Reputation: 1352
My data is like this:
Unique_Number information complete_information
1 Hello Hello World
1 Hello
1 Wrong Info
2 R R, Python
2
3 OverFlow Stackoverflow
4 Only info
The thing that I want to achieve:
If a Unique_number is the same (e.g.: all the 1's, all the 2's etc.), it should take the values of the complete_information column, and paste it into the information column.
Desired output:
Unique_Number information complete_information
1 Hello World Hello World
1 Hello World
1 Hello World
2 R, Python R, Python
2 R, Python
3 Stackoverflow Stackoverflow
4 Only info
I couldn't figure out a good logic for this.
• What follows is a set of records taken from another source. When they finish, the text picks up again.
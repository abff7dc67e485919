//! Token estimation.
//!
//! Budgets throughout the pipeline (context blocks, session windows, chunk
//! sizes) are expressed in tokens. The estimate is a 4 chars/token heuristic
//! counted over Unicode scalar values, rounded up, so it never reports zero
//! tokens for non-empty text.

/// Approximate characters-per-token ratio.
pub const CHARS_PER_TOKEN: usize = 4;

/// Estimate the token count of `text`.
///
/// ```rust
/// use campus_copilot_core::tokens::estimate_tokens;
///
/// assert_eq!(estimate_tokens(""), 0);
/// assert_eq!(estimate_tokens("abc"), 1);
/// assert_eq!(estimate_tokens("abcdefgh"), 2);
/// ```
pub fn estimate_tokens(text: &str) -> usize {
    let chars = text.chars().count();
    chars.div_ceil(CHARS_PER_TOKEN)
}

/// Convert a token budget to an approximate character budget.
pub fn tokens_to_chars(tokens: usize) -> usize {
    tokens.saturating_mul(CHARS_PER_TOKEN)
}
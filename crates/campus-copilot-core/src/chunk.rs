//! Paragraph-boundary text chunker.
//!
//! The embedding endpoint has an input cap, so long sources are split into
//! passages before they are embedded and indexed. Splitting happens on
//! paragraph boundaries (`\n\n`) so each passage stays coherent.
//!
//! Passage ids are derived from the source id and position
//! (`"{source_id}#{index}"`), which makes re-ingesting the same source
//! replace its passages in the index instead of duplicating them.
//!
//! # Algorithm
//!
//! 1. Convert `max_tokens` to a character budget.
//! 2. Split text on `\n\n` and accumulate paragraphs until the next one
//!    would exceed the budget, then flush.
//! 3. A paragraph larger than the budget is hard-split at the last
//!    newline or space before the limit (or at the limit itself).
//! 4. Whitespace-only input yields no passages.
//!
//! # Example
//!
//! ```rust
//! use campus_copilot_core::chunk::chunk_text;
//!
//! let passages = chunk_text("catalog/cs.md", "CS101 intro.\n\nCS201 data structures.", 700);
//! assert_eq!(passages.len(), 1);
//! assert_eq!(passages[0].id, "catalog/cs.md#0");
//! ```

use sha2::{Digest, Sha256};

use crate::tokens::tokens_to_chars;

/// A slice of a source document, ready to embed.
#[derive(Debug, Clone, PartialEq, Eq)]
pub struct Passage {
    pub id: String,
    pub index: usize,
    pub text: String,
    /// SHA-256 of `text`, hex encoded.
    pub hash: String,
}

impl Passage {
    /// Passage `index` of `source_id`, with id `"{source_id}#{index}"`.
    pub fn new(source_id: &str, index: usize, text: impl Into<String>) -> Self {
        let text = text.into();
        let mut hasher = Sha256::new();
        hasher.update(text.as_bytes());
        let hash = format!("{:x}", hasher.finalize());

        Passage {
            id: format!("{}#{}", source_id, index),
            index,
            text,
            hash,
        }
    }
}

/// Split `text` into passages of at most `max_tokens` (estimated).
///
/// Indices are contiguous from 0.
pub fn chunk_text(source_id: &str, text: &str, max_tokens: usize) -> Vec<Passage> {
    let max_chars = tokens_to_chars(max_tokens.max(1));
    let mut pieces: Vec<String> = Vec::new();
    let mut buf = String::new();
    let mut buf_chars = 0usize;

    for para in text.split("\n\n").map(str::trim).filter(|p| !p.is_empty()) {
        let para_chars = para.chars().count();
        let would_be = if buf.is_empty() {
            para_chars
        } else {
            buf_chars + 2 + para_chars
        };

        if would_be > max_chars && !buf.is_empty() {
            pieces.push(std::mem::take(&mut buf));
            buf_chars = 0;
        }

        if para_chars > max_chars {
            pieces.extend(hard_split(para, max_chars));
            continue;
        }

        if !buf.is_empty() {
            buf.push_str("\n\n");
            buf_chars += 2;
        }
        buf.push_str(para);
        buf_chars += para_chars;
    }

    if !buf.is_empty() {
        pieces.push(buf);
    }

    pieces
        .into_iter()
        .enumerate()
        .map(|(index, text)| Passage::new(source_id, index, text))
        .collect()
}

/// Split an oversized paragraph into pieces of at most `max_chars` chars,
/// preferring to break after a newline or space.
fn hard_split(para: &str, max_chars: usize) -> Vec<String> {
    let mut out = Vec::new();
    let mut remaining = para;

    while !remaining.is_empty() {
        // Byte offset of the char limit, or the whole rest.
        let limit = remaining
            .char_indices()
            .nth(max_chars)
            .map(|(i, _)| i)
            .unwrap_or(remaining.len());

        let split_at = if limit < remaining.len() {
            remaining[..limit]
                .rfind(['\n', ' '])
                .map(|pos| pos + 1)
                .unwrap_or(limit)
        } else {
            limit
        };

        let piece = remaining[..split_at].trim();
        if !piece.is_empty() {
            out.push(piece.to_string());
        }
        remaining = &remaining[split_at..];
    }

    out
}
I tried to loop over all the Unique_Numbers, and paste the complete_information values, if an Unique_Numbers was the same.. but ran into a messy dataset.
Upvotes: 1
Views: 60
Reputation: 92854
With mask based ob shifted values (pandas.Series.shift):
In [723]: m = (df['Unique_Number'].shift(-1) == df['Unique_Number']) | (df['Unique_Number'] == df['Unique_Number'].shift(1))
In [724]: df.loc[m, 'information'] = df.loc[m, 'complete_information'].fillna(method='ffill')
In [725]: df
Out[725]:
Unique_Number information complete_information
0 1 Hello World Hello World
1 1 Hello World None
2 1 Hello World None
3 2 R, Python R, Python
4 2 R, Python None
5 3 OverFlow Stackoverflow
6 4 Only info None
Upvotes: 1
Reputation: 75080
You can use :
df.information=np.where(df.complete_information.notna(),df.complete_information,
df.information)
df.information=df.groupby('Unique_Number')['information'].transform('first')
print(df)
Unique_Number information complete_information
0 1 Hello World Hello World
1 1 Hello World None
2 1 Hello World None
3 2 R, Python R, Python
4 2 R, Python None
5 3 Stackoverflow Stackoverflow
6 4 Only info None
(if the cells are blank strings in complete_information
, this may require them to be replaced by np.nan
) , or replace df.complete_information.notna()
in np.where(..)
with df.complete_information.ne('')
Upvotes: 1